Identical Mirrors: choose one, and list it if it fits the guidelines. If there is an URL matching the site's or organization's title, pick that URL (e.g. if the site is for True Aquarium Plants, list www.trueaquariumplants.com rather than www.homeaquarium.com). Send other mirrors to Test/See Editors Notes.

Redirects and Vanity URLs: List the "real" or resolving URL. Send the redirecting URL to Test/See Editors Notes.

Affiliate Sites: In general we do not list affiliate sites unless the affiliate has strong, high quality content of its own that end-users will find really useful. If you decide not to list the site, you should send it to Test/See Editors Notes.

Affiliate Link Sites: If a site consists solely or primarily of affiliate links, don't add it.

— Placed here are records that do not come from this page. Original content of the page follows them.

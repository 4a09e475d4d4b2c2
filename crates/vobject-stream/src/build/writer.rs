//! The streaming vobject writer.

use std::borrow::Cow;
use std::io::{self, Write};

use super::FoldedLineWriter;
use crate::error::WriteError;
use crate::{validate, Parameters, Property, SyntaxStyle};

/// Writes properties to a vobject data stream.
///
/// ```rust
/// use vobject_stream::build::VObjectWriter;
/// use vobject_stream::SyntaxStyle;
///
/// let mut writer = VObjectWriter::new(Vec::new(), SyntaxStyle::New);
/// writer.write_begin_component("VCARD").unwrap();
/// writer.write_version("4.0").unwrap();
/// writer.write_simple_property("FN", "John Doe").unwrap();
/// writer.write_end_component("VCARD").unwrap();
///
/// let data = String::from_utf8(writer.into_inner()).unwrap();
/// assert_eq!(data, "BEGIN:VCARD\r\nVERSION:4.0\r\nFN:John Doe\r\nEND:VCARD\r\n");
/// ```
///
/// The writer is strict: a property whose group, name, or parameters
/// contain characters that cannot be encoded or escaped is rejected with a
/// [`WriteError`] and nothing is written, so a validation failure never
/// corrupts the stream.
///
/// Newlines in property values are handled per dialect. Old-style syntax
/// has no `\n` escape sequence, so the value is promoted to
/// quoted-printable encoding; new-style values have their newlines replaced
/// with the two characters `\n`. Values already marked with
/// `ENCODING=QUOTED-PRINTABLE` are encoded on output, using the CHARSET
/// parameter if usable and UTF-8 otherwise (the parameters written to the
/// stream record the charset actually used; the caller's parameter map is
/// never mutated).
pub struct VObjectWriter<W: Write> {
    writer: FoldedLineWriter<W>,
    syntax_style: SyntaxStyle,
    caret_encoding_enabled: bool,
}

impl<W: Write> VObjectWriter<W> {
    /// Creates a writer over a character sink.
    pub fn new(writer: W, syntax_style: SyntaxStyle) -> Self {
        Self {
            writer: FoldedLineWriter::new(writer),
            syntax_style,
            caret_encoding_enabled: false,
        }
    }

    /// The folding writer used for output. Fold length and indent are
    /// configured there.
    pub fn folded_line_writer(&mut self) -> &mut FoldedLineWriter<W> {
        &mut self.writer
    }

    /// The syntax style the writer is producing.
    #[must_use]
    pub fn syntax_style(&self) -> SyntaxStyle {
        self.syntax_style
    }

    /// Sets the syntax style to produce.
    pub fn set_syntax_style(&mut self, syntax_style: SyntaxStyle) {
        self.syntax_style = syntax_style;
    }

    /// Whether circumflex accent encoding is applied to parameter values
    /// (disabled by default). It allows newlines and double quotes inside
    /// parameter values, but is defined in a separate specification that
    /// not every consumer supports. New-style syntax only.
    #[must_use]
    pub fn is_caret_encoding_enabled(&self) -> bool {
        self.caret_encoding_enabled
    }

    /// Enables or disables circumflex accent encoding of parameter values.
    pub fn set_caret_encoding_enabled(&mut self, enabled: bool) {
        self.caret_encoding_enabled = enabled;
    }

    /// Writes a `BEGIN` property marking the start of a component.
    ///
    /// ## Errors
    /// Returns an error if the component name is empty or writing fails.
    pub fn write_begin_component(&mut self, component_name: &str) -> Result<(), WriteError> {
        if component_name.is_empty() {
            return Err(WriteError::EmptyComponentName);
        }
        self.write_simple_property("BEGIN", component_name)
    }

    /// Writes an `END` property marking the end of a component.
    ///
    /// ## Errors
    /// Returns an error if the component name is empty or writing fails.
    pub fn write_end_component(&mut self, component_name: &str) -> Result<(), WriteError> {
        if component_name.is_empty() {
            return Err(WriteError::EmptyComponentName);
        }
        self.write_simple_property("END", component_name)
    }

    /// Writes a `VERSION` property.
    ///
    /// ## Errors
    /// Returns an error if the version string is empty or writing fails.
    pub fn write_version(&mut self, version: &str) -> Result<(), WriteError> {
        if version.is_empty() {
            return Err(WriteError::EmptyVersion);
        }
        self.write_simple_property("VERSION", version)
    }

    /// Writes a property with no group and no parameters.
    ///
    /// ## Errors
    /// Returns an error if the property fails validation or writing fails.
    pub fn write_simple_property(&mut self, name: &str, value: &str) -> Result<(), WriteError> {
        self.write_property_parts(None, name, &Parameters::new(), value)
    }

    /// Writes a property.
    ///
    /// ## Errors
    /// Returns an error if the property fails validation or writing fails.
    pub fn write_property(&mut self, property: &Property) -> Result<(), WriteError> {
        self.write_property_parts(
            property.group.as_deref(),
            &property.name,
            &property.parameters,
            &property.value,
        )
    }

    /// Writes a property given as its four parts.
    ///
    /// ## Errors
    /// Returns an error if the property fails validation or writing fails.
    pub fn write_property_parts(
        &mut self,
        group: Option<&str>,
        name: &str,
        parameters: &Parameters,
        value: &str,
    ) -> Result<(), WriteError> {
        self.validate(group, name, parameters)?;

        let mut parameters = Cow::Borrowed(parameters);
        let mut value = Cow::Borrowed(value);

        match self.syntax_style {
            SyntaxStyle::Old => {
                // old style has no "\n" escape sequence, so values with
                // newlines are promoted to quoted-printable encoding
                if contains_newlines(&value) && !parameters.is_quoted_printable() {
                    parameters
                        .to_mut()
                        .put(Some("ENCODING"), "QUOTED-PRINTABLE");
                }
            }
            SyntaxStyle::New => {
                if contains_newlines(&value) {
                    value = Cow::Owned(escape_newlines(&value));
                }
            }
        }

        let quoted_printable = parameters.is_quoted_printable();
        let mut charset = encoding_rs::UTF_8;
        if quoted_printable {
            match parameters.charset() {
                Ok(Some(resolved)) => charset = resolved,
                Ok(None) | Err(_) => {
                    // missing or unrecognized charset: use UTF-8 and record
                    // the charset actually used
                    parameters.to_mut().replace(Some("CHARSET"), charset.name());
                }
            }
        }

        if let Some(group) = group {
            if !group.is_empty() {
                self.writer.append(group)?;
                self.writer.append(".")?;
            }
        }
        self.writer.append(name)?;

        for (param_name, values) in parameters.iter() {
            if values.is_empty() {
                // an empty value list is logically absent
                continue;
            }

            match self.syntax_style {
                SyntaxStyle::Old => {
                    // one segment per value, e.g. ADR;TYPE=home;TYPE=work:
                    for value in values {
                        let value = escape_old_style_param_value(value);
                        self.writer.append(";")?;
                        if let Some(param_name) = param_name {
                            self.writer.append(param_name)?;
                            self.writer.append("=")?;
                        }
                        self.writer.append(&value)?;
                    }
                }
                SyntaxStyle::New => {
                    // one segment per key, e.g. ADR;TYPE=home,work:
                    self.writer.append(";")?;
                    if let Some(param_name) = param_name {
                        self.writer.append(param_name)?;
                        self.writer.append("=")?;
                    }

                    for (index, value) in values.iter().enumerate() {
                        let value = if self.caret_encoding_enabled {
                            Cow::Owned(apply_caret_encoding(value))
                        } else {
                            Cow::Borrowed(value.as_str())
                        };

                        if index > 0 {
                            self.writer.append(",")?;
                        }

                        if should_quote_param_value(&value) {
                            self.writer.append("\"")?;
                            self.writer.append(&value)?;
                            self.writer.append("\"")?;
                        } else {
                            self.writer.append(&value)?;
                        }
                    }
                }
            }
        }

        self.writer.append(":")?;
        self.writer.write(&value, quoted_printable, charset)?;
        self.writer.writeln()?;

        Ok(())
    }

    /// Checks that the property data is safe to write under the current
    /// dialect and caret-encoding setting.
    fn validate(
        &self,
        group: Option<&str>,
        name: &str,
        parameters: &Parameters,
    ) -> Result<(), WriteError> {
        let style = self.syntax_style;

        if let Some(group) = group {
            let allowed = validate::allowed_group_chars(style, false);
            if !allowed.check(group) {
                return Err(WriteError::InvalidGroup {
                    name: name.to_string(),
                    group: group.to_string(),
                    not_permitted: allowed.flip().to_string(),
                });
            }
            if begins_with_whitespace(group) {
                return Err(WriteError::GroupBeginsWithWhitespace {
                    name: name.to_string(),
                    group: group.to_string(),
                });
            }
        }

        if name.is_empty() {
            return Err(WriteError::EmptyPropertyName);
        }
        let allowed = validate::allowed_property_name_chars(style, false);
        if !allowed.check(name) {
            return Err(WriteError::InvalidPropertyName {
                name: name.to_string(),
                not_permitted: allowed.flip().to_string(),
            });
        }
        if begins_with_whitespace(name) {
            return Err(WriteError::PropertyNameBeginsWithWhitespace {
                name: name.to_string(),
            });
        }

        let allowed_name = validate::allowed_parameter_name_chars(style, false);
        let allowed_value =
            validate::allowed_parameter_value_chars(style, self.caret_encoding_enabled, false);

        for (param_name, values) in parameters.iter() {
            match param_name {
                None if style == SyntaxStyle::New => {
                    return Err(WriteError::NamelessParameter {
                        name: name.to_string(),
                    });
                }
                Some(param_name) if !allowed_name.check(param_name) => {
                    return Err(WriteError::InvalidParameterName {
                        name: name.to_string(),
                        parameter: param_name.to_string(),
                        not_permitted: allowed_name.flip().to_string(),
                    });
                }
                _ => {}
            }

            for value in values {
                if !allowed_value.check(value) {
                    return Err(WriteError::InvalidParameterValue {
                        name: name.to_string(),
                        parameter: param_name.map(str::to_string),
                        not_permitted: allowed_value.flip().to_string(),
                    });
                }
            }
        }

        Ok(())
    }

    /// Flushes the underlying sink.
    ///
    /// ## Errors
    /// Returns an error if flushing the underlying sink fails.
    pub fn flush(&mut self) -> io::Result<()> {
        self.writer.flush()
    }

    /// Consumes the writer, returning the underlying sink.
    #[must_use]
    pub fn into_inner(self) -> W {
        self.writer.into_inner()
    }
}

fn contains_newlines(string: &str) -> bool {
    string.contains(['\r', '\n'])
}

fn begins_with_whitespace(string: &str) -> bool {
    string.starts_with([' ', '\t'])
}

/// A new-style parameter value is quoted when it contains characters that
/// would otherwise end the value.
fn should_quote_param_value(value: &str) -> bool {
    value.contains([',', ':', ';'])
}

/// Escapes backslashes and semicolons in an old-style parameter value.
fn escape_old_style_param_value(value: &str) -> String {
    let mut result = String::with_capacity(value.len());
    for c in value.chars() {
        if c == '\\' || c == ';' {
            result.push('\\');
        }
        result.push(c);
    }
    result
}

/// Applies circumflex accent encoding: `^` becomes `^^`, `"` becomes `^'`,
/// and each newline sequence becomes `^n`.
fn apply_caret_encoding(value: &str) -> String {
    let mut result = String::with_capacity(value.len());
    let mut prev = '\0';
    for c in value.chars() {
        match c {
            // a CRLF pair is a single newline
            '\n' if prev == '\r' => {}
            '\r' | '\n' => result.push_str("^n"),
            '^' => result.push_str("^^"),
            '"' => result.push_str("^'"),
            _ => result.push(c),
        }
        prev = c;
    }
    result
}

/// Replaces each newline sequence with the two characters `\n` (a CRLF
/// pair produces a single escape).
fn escape_newlines(value: &str) -> String {
    let mut result = String::with_capacity(value.len());
    let mut prev = '\0';
    for c in value.chars() {
        match c {
            '\n' if prev == '\r' => {}
            '\r' | '\n' => result.push_str("\\n"),
            _ => result.push(c),
        }
        prev = c;
    }
    result
}
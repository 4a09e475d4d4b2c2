//! Bridge to the quoted-printable codec and character set registry.
//!
//! Quoted-printable transports 8-bit data through 7-bit-safe streams by
//! encoding each byte as `=HH`. Decoding is delegated to the
//! `quoted_printable` crate and the character set layer to `encoding_rs`;
//! this module composes the two and normalizes their error surfaces.

use encoding_rs::Encoding;
use thiserror::Error;

/// An error resolving a character set name.
#[derive(Debug, Clone, PartialEq, Eq, Error)]
pub enum CharsetError {
    /// The name contains characters that are not legal in a charset name.
    #[error("illegal character set name: {0:?}")]
    IllegalName(String),
    /// The name is well-formed but does not match any known character set.
    #[error("unsupported character set: {0:?}")]
    Unsupported(String),
}

/// An error decoding a quoted-printable value.
#[derive(Debug, Error)]
pub enum DecodeError {
    /// The value contains an invalid `=HH` sequence.
    #[error("invalid quoted-printable sequence: {0}")]
    QuotedPrintable(#[from] quoted_printable::QuotedPrintableError),
}

/// Resolves a character set label (e.g. "UTF-8", "windows-1252").
///
/// ## Errors
/// Returns [`CharsetError::IllegalName`] if the label is not a
/// syntactically valid charset name, or [`CharsetError::Unsupported`] if no
/// known character set matches it.
pub fn lookup_charset(label: &str) -> Result<&'static Encoding, CharsetError> {
    if !is_legal_charset_name(label) {
        return Err(CharsetError::IllegalName(label.to_string()));
    }
    Encoding::for_label(label.as_bytes())
        .ok_or_else(|| CharsetError::Unsupported(label.to_string()))
}

/// Decodes a quoted-printable value into text.
///
/// The `=HH` layer is strict: a malformed escape sequence is an error. The
/// character set layer is lenient: byte sequences that are invalid in the
/// given encoding decode to replacement characters, matching how consumers
/// of legacy vobject data behave.
///
/// ## Errors
/// Returns an error if the value contains an invalid quoted-printable
/// sequence.
pub fn decode_quoted_printable(
    value: &str,
    encoding: &'static Encoding,
) -> Result<String, DecodeError> {
    let bytes = quoted_printable::decode(value, quoted_printable::ParseMode::Strict)?;
    let (text, _, _) = encoding.decode(&bytes);
    Ok(text.into_owned())
}

/// Encodes text as quoted-printable under the given character set.
///
/// Unmappable characters are replaced by the charset encoder. The output
/// contains no soft line breaks: folding the encoded value is the line
/// emitter's job, and it inserts its own soft breaks at the configured
/// column.
#[must_use]
pub fn encode_quoted_printable(value: &str, encoding: &'static Encoding) -> String {
    const HEX: &[u8; 16] = b"0123456789ABCDEF";

    let (bytes, _, _) = encoding.encode(value);
    let mut result = String::with_capacity(bytes.len());
    for &byte in bytes.iter() {
        match byte {
            // printable ASCII except "=", plus space and tab
            b' ' | b'\t' | 33..=60 | 62..=126 => result.push(char::from(byte)),
            _ => {
                result.push('=');
                result.push(char::from(HEX[usize::from(byte >> 4)]));
                result.push(char::from(HEX[usize::from(byte & 0x0f)]));
            }
        }
    }
    result
}

/// A charset name is a leading alphanumeric followed by alphanumerics and
/// any of `- + . : _`.
fn is_legal_charset_name(label: &str) -> bool {
    let mut chars = label.chars();
    let Some(first) = chars.next() else {
        return false;
    };
    first.is_ascii_alphanumeric()
        && chars.all(|c| c.is_ascii_alphanumeric() || matches!(c, '-' | '+' | '.' | ':' | '_'))
}
//! End-to-end tests of the streaming reader.

mod common;

use common::{parse_with_rules, parse_with_style, property, property_with_params, Event, EventCollector};
use vobject_stream::parse::{SyntaxRules, VObjectReader};
use vobject_stream::{SyntaxStyle, WarningKind};

fn property_event(event: &Event) -> &vobject_stream::Property {
    match event {
        Event::Property { property, .. } => property,
        other => panic!("expected a property event, got {other:?}"),
    }
}

#[test]
fn component_structure() {
    let data = "\
BEGIN:COMP1\r\n\
PROP1:value1\r\n\
BEGIN:COMP2\r\n\
PROP2:value2\r\n\
END:COMP2\r\n\
END:COMP1\r\n";

    for style in [SyntaxStyle::Old, SyntaxStyle::New] {
        let events = parse_with_style(data, style);
        assert_eq!(
            events,
            vec![
                Event::begin("COMP1"),
                Event::Property {
                    property: property("PROP1", "value1"),
                    line: 2,
                    unfolded_line: "PROP1:value1".to_string(),
                },
                Event::begin_in("COMP2", &["COMP1"]),
                Event::Property {
                    property: property("PROP2", "value2"),
                    line: 4,
                    unfolded_line: "PROP2:value2".to_string(),
                },
                Event::end_in("COMP2", &["COMP1"]),
                Event::end("COMP1"),
            ]
        );
    }
}

#[test]
fn out_of_order_end_force_closes_components() {
    let data = "\
BEGIN:A\r\n\
BEGIN:B\r\n\
BEGIN:C\r\n\
END:A\r\n\
END:C\r\n\
END:B\r\n";

    let events = parse_with_style(data, SyntaxStyle::New);
    assert_eq!(
        events,
        vec![
            Event::begin("A"),
            Event::begin_in("B", &["A"]),
            Event::begin_in("C", &["A", "B"]),
            // END:A closes everything A contains, innermost first
            Event::end_in("C", &["A", "B"]),
            Event::end_in("B", &["A"]),
            Event::end("A"),
            Event::warning(WarningKind::UnmatchedEnd),
            Event::warning(WarningKind::UnmatchedEnd),
        ]
    );
}

#[test]
fn begin_end_are_case_insensitive() {
    let data = "Begin:Comp\r\nend:COMP\r\n";
    let events = parse_with_style(data, SyntaxStyle::New);
    assert_eq!(events, vec![Event::begin("COMP"), Event::end("COMP")]);
}

#[test]
fn whitespace_around_component_names() {
    // old style syntax allows whitespace around the colon of BEGIN and END
    let data = "BEGIN  :  Comp  \r\nEND:Comp\r\n";
    let events = parse_with_style(data, SyntaxStyle::Old);
    assert_eq!(events, vec![Event::begin("COMP"), Event::end("COMP")]);
}

#[test]
fn empty_begin_and_end() {
    let data = "BEGIN:\r\nEND:  \r\nNOTE:x\r\n";
    let events = parse_with_style(data, SyntaxStyle::New);
    assert_eq!(
        events,
        vec![
            Event::warning(WarningKind::EmptyBegin),
            Event::warning(WarningKind::EmptyEnd),
            Event::Property {
                property: property("NOTE", "x"),
                line: 3,
                unfolded_line: "NOTE:x".to_string(),
            },
        ]
    );
}
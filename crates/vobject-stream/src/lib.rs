//! Streaming reader and writer for "vobject" data: the line-oriented text
//! format family shared by vCard (RFC 2426, RFC 6350) and iCalendar
//! (RFC 5545), including their old-style ancestors vCard 2.1 and vCal 1.0.
//!
//! ## Overview
//!
//! A vobject stream is a sequence of CRLF-terminated lines of the form
//! `[group.]name[;param]*:value`, where `BEGIN:NAME` and `END:NAME` lines
//! open and close nested components. Two syntax dialects share this
//! framing but differ in escaping, folding, and parameter syntax:
//! [`SyntaxStyle::Old`] (vCard 2.1, vCal 1.0) and [`SyntaxStyle::New`]
//! (vCard 3.0+, iCalendar 2.0).
//!
//! This crate tokenizes a stream into events — components, properties,
//! version markers, warnings — and serializes properties back out, taking
//! care of line folding, quoted-printable values, and the various escape
//! layers. It does not interpret property semantics: values are delivered
//! as text, with [`values`] offering parsers for the common composite
//! value shapes.
//!
//! ## Reading
//!
//! ```rust
//! use vobject_stream::parse::{SyntaxRules, VObjectListener, VObjectReader};
//! use vobject_stream::{Context, Property};
//!
//! #[derive(Default)]
//! struct Names(Vec<String>);
//!
//! impl VObjectListener for Names {
//!     fn on_property(&mut self, property: Property, _context: &mut Context) {
//!         self.0.push(property.name);
//!     }
//! }
//!
//! let data = "BEGIN:VCARD\r\nVERSION:4.0\r\nFN:John Doe\r\nEND:VCARD\r\n";
//! let mut reader = VObjectReader::new(data.as_bytes(), SyntaxRules::vcard());
//! let mut names = Names::default();
//! reader.parse(&mut names).unwrap();
//! assert_eq!(names.0, vec!["FN"]);
//! ```
//!
//! ## Writing
//!
//! ```rust
//! use vobject_stream::build::VObjectWriter;
//! use vobject_stream::SyntaxStyle;
//!
//! let mut writer = VObjectWriter::new(Vec::new(), SyntaxStyle::Old);
//! writer.write_begin_component("VCARD").unwrap();
//! writer.write_version("2.1").unwrap();
//! writer.write_simple_property("NOTE", "one\r\ntwo").unwrap();
//! writer.write_end_component("VCARD").unwrap();
//!
//! let data = String::from_utf8(writer.into_inner()).unwrap();
//! assert_eq!(data, "\
//! BEGIN:VCARD\r\n\
//! VERSION:2.1\r\n\
//! NOTE;ENCODING=QUOTED-PRINTABLE;CHARSET=UTF-8:one=0D=0Atwo\r\n\
//! END:VCARD\r\n");
//! ```
//!
//! ## Submodules
//!
//! - [`parse`] — the reader, its event listener, and syntax rules
//! - [`build`] — the property writer and the folding line writer
//! - [`values`] — list / semi-structured / structured / multimap value
//!   codecs
//! - [`validate`] — per-position character validation tables
//! - [`codec`] — the quoted-printable and charset bridge

pub mod build;
pub mod codec;
mod core;
mod error;
pub mod parse;
pub mod validate;
pub mod values;

pub use crate::core::{Parameters, Property, SyntaxStyle};
pub use build::{FoldedLineWriter, VObjectWriter};
pub use error::WriteError;
pub use parse::{Context, SyntaxRules, VObjectListener, VObjectReader, Warning, WarningKind};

When adding editor notes to a site, be very specific about why have chosen to list/not list a site. This will help ensure that other editors don't waste valuable editing time repeating the same evaluation you've already done. An example of a clear, detailed editor note would be: "this is an affiliate of http://www.xoxoxo.com/ - has the same content and offering the same service. No unique content of its own. Info about their affiliate program can be found at http://www.xoxxo.com/affiliate." 

Conclusion

Listen to your instincts. The ODP is not entirely perfect. Sometimes mirrors, affiliates and redirects slip through the cracks and end up being listed in the directory. However, it should be every editors' priority to make sure the ODP is free of these kinds of flotsam and jetsam. Quality is as important as being comprehensive.

If you get that funny feeling that you've seen that website elsewhere in the ODP, spend a couple of minutes doing a bit of research. If you do find a mirror affiliate or redirect, make comprehensive notes. Your efforts will save the next editor who receives the same submission a lot of time and trouble and make the ODP a better place to surf.

- scarrgo and michaelbluett